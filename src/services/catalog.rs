use rusqlite::Connection;

use crate::db::queries;
use crate::models::{Service, ServiceCategory};

/// Columns every category may update. Identity, category, and timestamps are
/// fixed at creation.
const BASE_UPDATABLE: &[&str] = &[
    "title",
    "description",
    "price",
    "currency",
    "location",
    "image_url",
    "is_active",
];

#[derive(Debug)]
pub enum CatalogError {
    Storage(anyhow::Error),
    NotOwner,
}

impl std::fmt::Display for CatalogError {
    fn fmt(&self, f: &mut std::fmt::Formatter<'_>) -> std::fmt::Result {
        match self {
            CatalogError::Storage(e) => write!(f, "{e}"),
            CatalogError::NotOwner => write!(f, "service does not belong to this vendor"),
        }
    }
}

impl From<anyhow::Error> for CatalogError {
    fn from(e: anyhow::Error) -> Self {
        CatalogError::Storage(e)
    }
}

fn to_sql_value(value: &serde_json::Value) -> Option<rusqlite::types::Value> {
    match value {
        serde_json::Value::Null => Some(rusqlite::types::Value::Null),
        serde_json::Value::Bool(b) => Some(rusqlite::types::Value::Integer(*b as i64)),
        serde_json::Value::Number(n) => {
            if let Some(i) = n.as_i64() {
                Some(rusqlite::types::Value::Integer(i))
            } else {
                n.as_f64().map(rusqlite::types::Value::Real)
            }
        }
        serde_json::Value::String(s) => Some(rusqlite::types::Value::Text(s.clone())),
        // Arrays and objects have no column representation.
        _ => None,
    }
}

/// Filter a partial-update payload down to the columns this category may
/// touch. Keys outside the whitelist, and values with no scalar column
/// representation, are dropped without error.
pub fn build_service_update(
    category: &ServiceCategory,
    payload: &serde_json::Map<String, serde_json::Value>,
) -> Vec<(String, rusqlite::types::Value)> {
    let attrs = category.attribute_columns();

    let mut assignments = vec![];
    for (key, value) in payload {
        let allowed = BASE_UPDATABLE.contains(&key.as_str()) || attrs.contains(&key.as_str());
        if !allowed {
            continue;
        }
        if let Some(sql_value) = to_sql_value(value) {
            assignments.push((key.clone(), sql_value));
        }
    }
    assignments
}

/// Apply a whitelisted partial update to a vendor's own service and return
/// the refreshed row. `updated_at` is bumped even when every key in the
/// payload was dropped.
pub fn update_service(
    conn: &Connection,
    vendor_id: &str,
    service_id: &str,
    payload: &serde_json::Map<String, serde_json::Value>,
) -> Result<Option<Service>, CatalogError> {
    let Some(service) = queries::get_service(conn, service_id)? else {
        return Ok(None);
    };
    if service.vendor_id != vendor_id {
        return Err(CatalogError::NotOwner);
    }

    let assignments = build_service_update(&service.category, payload);
    queries::update_service_columns(conn, service_id, &assignments)?;

    Ok(queries::get_service(conn, service_id)?)
}

/// Take a vendor's own service off the catalog.
pub fn deactivate_service(
    conn: &Connection,
    vendor_id: &str,
    service_id: &str,
) -> Result<Option<Service>, CatalogError> {
    let Some(service) = queries::get_service(conn, service_id)? else {
        return Ok(None);
    };
    if service.vendor_id != vendor_id {
        return Err(CatalogError::NotOwner);
    }

    queries::set_service_active(conn, service_id, false)?;
    Ok(queries::get_service(conn, service_id)?)
}

#[cfg(test)]
mod tests {
    use super::*;
    use crate::db;
    use crate::testutil;
    use serde_json::json;

    fn setup_db() -> Connection {
        db::init_db(":memory:").unwrap()
    }

    fn insert_service(conn: &Connection, id: &str, vendor_id: &str, category: &str) {
        // Foreign keys are on, so the owning vendor has to exist first.
        testutil::seed_vendor(conn, vendor_id);
        conn.execute(
            "INSERT INTO services (id, vendor_id, title, description, category, price, \
             currency, location, is_active, created_at, updated_at)
             VALUES (?1, ?2, 'Gorilla trek', 'Two days in Bwindi', ?3, 250000, 'UGX', \
             'Bwindi', 1, '2026-01-01 08:00:00', '2026-01-01 08:00:00')",
            rusqlite::params![id, vendor_id, category],
        )
        .unwrap();
    }

    fn payload(value: serde_json::Value) -> serde_json::Map<String, serde_json::Value> {
        value.as_object().unwrap().clone()
    }

    #[test]
    fn test_unknown_keys_dropped_valid_keys_kept() {
        let conn = setup_db();
        insert_service(&conn, "s1", "v1", "tour");

        let updated = update_service(
            &conn,
            "v1",
            "s1",
            &payload(json!({
                "title": "Chimp trek",
                "vendor_id": "someone-else",
                "star_rating": 5,
                "bogus_column": "x"
            })),
        )
        .unwrap()
        .unwrap();

        // title is whitelisted; star_rating belongs to hotels, vendor_id and
        // bogus_column to nobody.
        assert_eq!(updated.title, "Chimp trek");
        assert_eq!(updated.vendor_id, "v1");
        assert_eq!(updated.star_rating, None);
    }

    #[test]
    fn test_update_refreshes_updated_at() {
        let conn = setup_db();
        insert_service(&conn, "s1", "v1", "tour");
        let before = queries::get_service(&conn, "s1").unwrap().unwrap();

        let updated = update_service(&conn, "v1", "s1", &payload(json!({"nope": 1})))
            .unwrap()
            .unwrap();

        assert!(updated.updated_at > before.updated_at);
    }

    #[test]
    fn test_category_attributes_accepted_for_matching_category() {
        let conn = setup_db();
        insert_service(&conn, "s1", "v1", "hotel");

        let updated = update_service(
            &conn,
            "v1",
            "s1",
            &payload(json!({"star_rating": 4, "room_type": "double"})),
        )
        .unwrap()
        .unwrap();

        assert_eq!(updated.star_rating, Some(4));
        assert_eq!(updated.room_type.as_deref(), Some("double"));
    }

    #[test]
    fn test_update_rejects_foreign_vendor() {
        let conn = setup_db();
        insert_service(&conn, "s1", "v1", "tour");

        let err = update_service(&conn, "v2", "s1", &payload(json!({"title": "Mine now"})))
            .unwrap_err();
        assert!(matches!(err, CatalogError::NotOwner));

        let service = queries::get_service(&conn, "s1").unwrap().unwrap();
        assert_eq!(service.title, "Gorilla trek");
    }

    #[test]
    fn test_non_scalar_values_dropped() {
        let assignments = build_service_update(
            &ServiceCategory::Tour,
            &payload(json!({"title": ["not", "a", "string"], "price": 9000})),
        );
        assert_eq!(assignments.len(), 1);
        assert_eq!(assignments[0].0, "price");
    }

    #[test]
    fn test_deactivate_own_service() {
        let conn = setup_db();
        insert_service(&conn, "s1", "v1", "tour");

        let service = deactivate_service(&conn, "v1", "s1").unwrap().unwrap();
        assert!(!service.is_active);
    }
}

※ ※ ※

**Task:**
Search the data above for the string "else" and copy each line that has it.

**Result:**
            } else {
    let Some(service) = queries::get_service(conn, service_id)? else {
    let Some(service) = queries::get_service(conn, service_id)? else {
                "vendor_id": "someone-else",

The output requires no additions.